In a tweet responding to Coinbase CEO Brian Armstrong on Friday, Elon Musk encouraged senators studying the Senate infrastructure bill’s crypto tax provision not to “choose technology winners or losers in cryptocurrency technology.”
- After calling the most recent proposed adjustment to the contentious tax clause “disastrous,” the Tesla CEO and crypto influencer wrote, “There is no crisis that requires fast legislation.”Senators Rob Portman (R-Ohio), who wrote the original tax provision, and Mark Warner (D-Va.) submitted an amendment late Thursday aimed at watering down the provision by excluding proof-of-work mining and entities selling hardware or software that gives individuals control of private keys for digital assets. On Saturday, lawmakers are set to vote on a $1 trillion infrastructure measure.
- Armstrong has been one of the most outspoken detractors of the tax cut. He mostly directed his rage at the Portman-Warner amendment in a 10-tweet sequence, his second in two days. “At the eleventh hour, @MarkWarner has suggested an amendment that will determine which core technologies in crypto are acceptable and which are not,” Armstrong stated. “This is a complete disaster.”
- Senators Ron Wyden (D-Ore.), Pat Toomey (R-Pa.), and Cynthia Lummis (R-Wyo.) submitted an earlier amendment, which Armstrong commended in a Wednesday tweet thread for reducing the definition of “intermediaries who have the capacity to report.”

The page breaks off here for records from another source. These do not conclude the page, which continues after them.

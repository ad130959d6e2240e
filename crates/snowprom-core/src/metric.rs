//! Metric model: descriptors, observations, and families.
//!
//! A [`MetricDesc`] is created once and shared read-only (`Arc`) by every
//! scrape. An [`Observation`] always carries exactly one label value per
//! label name of its descriptor; the constructors enforce it.

use std::sync::Arc;

use crate::error::{Result, SnowpromError};

/// Metric kind as written on the `# TYPE` line.
#[derive(Debug, Clone, Copy, PartialEq, Eq)]
pub enum ValueType {
    Gauge,
    Counter,
}

impl ValueType {
    pub fn as_str(self) -> &'static str {
        match self {
            ValueType::Gauge => "gauge",
            ValueType::Counter => "counter",
        }
    }
}

/// Immutable catalog entry: name, help text, ordered label names.
#[derive(Debug, Clone, PartialEq, Eq)]
pub struct MetricDesc {
    name: String,
    help: String,
    label_names: Vec<String>,
}

impl MetricDesc {
    /// Build a descriptor, validating metric and label names.
    pub fn new(name: impl Into<String>, help: impl Into<String>, label_names: &[&str]) -> Result<Self> {
        let name = name.into();
        if !valid_metric_name(&name) {
            return Err(SnowpromError::Metric(format!("invalid metric name: {name:?}")));
        }

        let mut labels: Vec<String> = Vec::with_capacity(label_names.len());
        for l in label_names {
            if !valid_label_name(l) {
                return Err(SnowpromError::Metric(format!(
                    "invalid label name {l:?} for metric {name}"
                )));
            }
            if labels.iter().any(|x| x == l) {
                return Err(SnowpromError::Metric(format!(
                    "duplicate label name {l:?} for metric {name}"
                )));
            }
            labels.push((*l).to_string());
        }

        Ok(Self {
            name,
            help: help.into(),
            label_names: labels,
        })
    }

    pub fn name(&self) -> &str {
        &self.name
    }

    pub fn help(&self) -> &str {
        &self.help
    }

    pub fn label_names(&self) -> &[String] {
        &self.label_names
    }
}

fn valid_metric_name(s: &str) -> bool {
    let mut chars = s.chars();
    match chars.next() {
        Some(c) if c.is_ascii_alphabetic() || c == '_' || c == ':' => {}
        _ => return false,
    }
    chars.all(|c| c.is_ascii_alphanumeric() || c == '_' || c == ':')
}

fn valid_label_name(s: &str) -> bool {
    if s.starts_with("__") {
        return false; // reserved for internal use
    }
    let mut chars = s.chars();
    match chars.next() {
        Some(c) if c.is_ascii_alphabetic() || c == '_' => {}
        _ => return false,
    }
    chars.all(|c| c.is_ascii_alphanumeric() || c == '_')
}

/// One labeled value pushed by a collector during a scrape.
#[derive(Debug, Clone)]
pub struct Observation {
    desc: Arc<MetricDesc>,
    value_type: ValueType,
    labels: Vec<String>,
    value: f64,
}

impl Observation {
    /// Current-value observation. Fails when the label count does not match the descriptor.
    pub fn gauge(desc: Arc<MetricDesc>, value: f64, labels: Vec<String>) -> Result<Self> {
        Self::new(desc, ValueType::Gauge, value, labels)
    }

    pub fn new(desc: Arc<MetricDesc>, value_type: ValueType, value: f64, labels: Vec<String>) -> Result<Self> {
        if labels.len() != desc.label_names.len() {
            return Err(SnowpromError::Metric(format!(
                "{}: expected {} label values, got {}",
                desc.name,
                desc.label_names.len(),
                labels.len()
            )));
        }
        Ok(Self {
            desc,
            value_type,
            labels,
            value,
        })
    }

    pub fn desc(&self) -> &Arc<MetricDesc> {
        &self.desc
    }

    pub fn value_type(&self) -> ValueType {
        self.value_type
    }

    pub fn labels(&self) -> &[String] {
        &self.labels
    }

    pub fn value(&self) -> f64 {
        self.value
    }

    /// Label names zipped with their values, in descriptor order.
    pub fn label_pairs(&self) -> impl Iterator<Item = (&str, &str)> {
        self.desc
            .label_names
            .iter()
            .map(String::as_str)
            .zip(self.labels.iter().map(String::as_str))
    }
}

/// A single sample within a family.
#[derive(Debug, Clone, PartialEq)]
pub struct Sample {
    pub labels: Vec<String>,
    pub value: f64,
}

/// All samples of one descriptor gathered in one scrape.
#[derive(Debug, Clone)]
pub struct MetricFamily {
    pub desc: Arc<MetricDesc>,
    pub value_type: ValueType,
    pub samples: Vec<Sample>,
}

impl MetricFamily {
    pub fn new(desc: Arc<MetricDesc>, value_type: ValueType) -> Self {
        Self {
            desc,
            value_type,
            samples: Vec::new(),
        }
    }

    /// Order samples by label values so output is stable across scrapes.
    pub fn sort_samples(&mut self) {
        self.samples.sort_by(|a, b| a.labels.cmp(&b.labels));
    }
}
#![allow(clippy::unwrap_used)]
#![allow(clippy::expect_used)]
#![allow(clippy::panic)]

use std::collections::HashMap;

use snowprom_exporter::config;
use snowprom_exporter::warehouse::Dsn;

fn env(pairs: &[(&str, &str)]) -> impl Fn(&str) -> Option<String> {
    let map: HashMap<String, String> = pairs
        .iter()
        .map(|(k, v)| (k.to_string(), v.to_string()))
        .collect();
    move |k: &str| map.get(k).cloned()
}

#[test]
fn deny_unknown_fields_nested() {
    let bad = r#"
version: 1
exporter:
  listen: "0.0.0.0:9090"
snowflake:
  acount: "xy12345" # typo should fail
"#;

    let err = config::load_from_str(bad).expect_err("must fail");
    assert_eq!(err.class().as_str(), "config");
}

#[test]
fn ok_minimal_config() {
    let cfg = config::load_from_str("version: 1\n").expect("must parse");
    assert_eq!(cfg.version, 1);
    assert_eq!(cfg.exporter.listen, "0.0.0.0:9090");
    assert_eq!(cfg.exporter.max_scrape_timeout_ms, 30000);
    assert_eq!(cfg.exporter.scrape_timeout_offset_ms, 500);
}

#[test]
fn rejects_bad_values() {
    for bad in [
        "version: 2\n",
        "version: 1\nexporter:\n  listen: \"nope\"\n",
        "version: 1\nexporter:\n  max_scrape_timeout_ms: 10\n",
        "version: 1\nsnowflake:\n  timeout_secs: 0\n",
        "version: 1\nexporter:\n  max_scrape_timeout_ms: 1000\n  scrape_timeout_offset_ms: 1000\n",
    ] {
        let err = config::load_from_str(bad).expect_err(bad);
        assert_eq!(err.class().as_str(), "config", "{bad}");
    }
}

#[test]
fn dsn_from_parts() {
    let cfg = config::load_from_str(
        r#"
version: 1
snowflake:
  account: "xy12345"
  user: "monitor"
  token: "tok"
  database: "ANALYTICS"
  schema: "PUBLIC"
  warehouse: "COMPUTE_WH"
  role: "MONITOR_ROLE"
  timeout_secs: 45
"#,
    )
    .expect("must parse");
    assert_eq!(
        cfg.snowflake.dsn().unwrap(),
        "monitor:tok@xy12345/ANALYTICS/PUBLIC/COMPUTE_WH?role=MONITOR_ROLE&timeout=45"
    );
}

#[test]
fn dsn_from_parts_keeps_or_rejects_separators() {
    let parts = |token: &str, role: &str| {
        format!(
            "version: 1\nsnowflake:\n  account: acct\n  user: \"me@corp.com\"\n  token: \"{token}\"\n  database: DB\n  schema: SC\n  warehouse: WH\n  role: \"{role}\"\n"
        )
    };

    // '=', '&', '@' and '/' are safe in the token; the dsn parser still recovers it.
    let cfg = config::load_from_str(&parts("k=v&x@y/z==", "MONITOR")).unwrap();
    let dsn = Dsn::parse(&cfg.snowflake.dsn().unwrap()).unwrap();
    assert_eq!(dsn.user, "me@corp.com");
    assert_eq!(dsn.token, "k=v&x@y/z==");
    assert_eq!(dsn.account, "acct");
    assert_eq!(dsn.role.as_deref(), Some("MONITOR"));

    for (token, role, field) in [
        ("a?b", "MONITOR", "snowflake.token"),
        ("tok", "A&B", "snowflake.role"),
        ("tok", "A?B", "snowflake.role"),
    ] {
        let cfg = config::load_from_str(&parts(token, role)).unwrap();
        let err = cfg.snowflake.dsn().expect_err(field);
        assert_eq!(err.class().as_str(), "config");
        assert!(err.to_string().contains(field), "{err}");
    }
}

#[test]
fn missing_connection_parts_fail() {
    let cfg = config::load_from_str("version: 1\nsnowflake:\n  account: a\n").unwrap();
    let err = cfg.snowflake.dsn().expect_err("user missing");
    assert_eq!(err.class().as_str(), "config");
    assert!(err.to_string().contains("snowflake.user"));
}

#[test]
fn env_overrides_file_and_defaults() {
    let cfg = config::load(
        None,
        env(&[
            ("SNOWFLAKE_USERNAME", "u"),
            ("SNOWFLAKE_PASSWORD", "p"),
            ("SNOWFLAKE_ACCOUNT", "acct"),
            ("SNOWFLAKE_DATABASE", "DB"),
            ("SNOWFLAKE_SCHEMA", "SC"),
            ("SNOWFLAKE_WAREHOUSE", "WH"),
            ("EXPORTER_PORT", "9187"),
        ]),
    )
    .expect("env config");
    assert_eq!(cfg.exporter.listen, "0.0.0.0:9187");
    assert_eq!(cfg.snowflake.dsn().unwrap(), "u:p@acct/DB/SC/WH");

    let cfg = config::load(None, env(&[("SNOWFLAKE_DSN", "a:b@c/d/e/f"), ("EXPORTER_PORT", "")]))
        .expect("dsn env");
    assert_eq!(cfg.exporter.listen, "0.0.0.0:9090");
    assert_eq!(cfg.snowflake.dsn().unwrap(), "a:b@c/d/e/f");
}

#[test]
fn bad_port_env_fails() {
    let err = config::load(None, env(&[("EXPORTER_PORT", "http")])).expect_err("bad port");
    assert_eq!(err.class().as_str(), "config");
}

- By imposing “massive reporting obligations” on miners, validators, smart contracts, open source developers, and others, he believes the law will jeopardise the growth of crypto in the United States and drive innovation to other countries.
Also read: Tesla CEO Elon Musk averses ‘Hasty’ Cryptocurrency Regulation
According to Armstrong, these rules would force Coinbase and other exchanges to “surveil” their customers’ transactions more closely than traditional financial services businesses, and he urged readers to contact their reps to have the surveillance language removed.
After months of negotiations, a bipartisan infrastructure measure is currently making its way through the Senate.
Over the next five years, the plan will invest $550 billion in new federal infrastructure investments in the United States.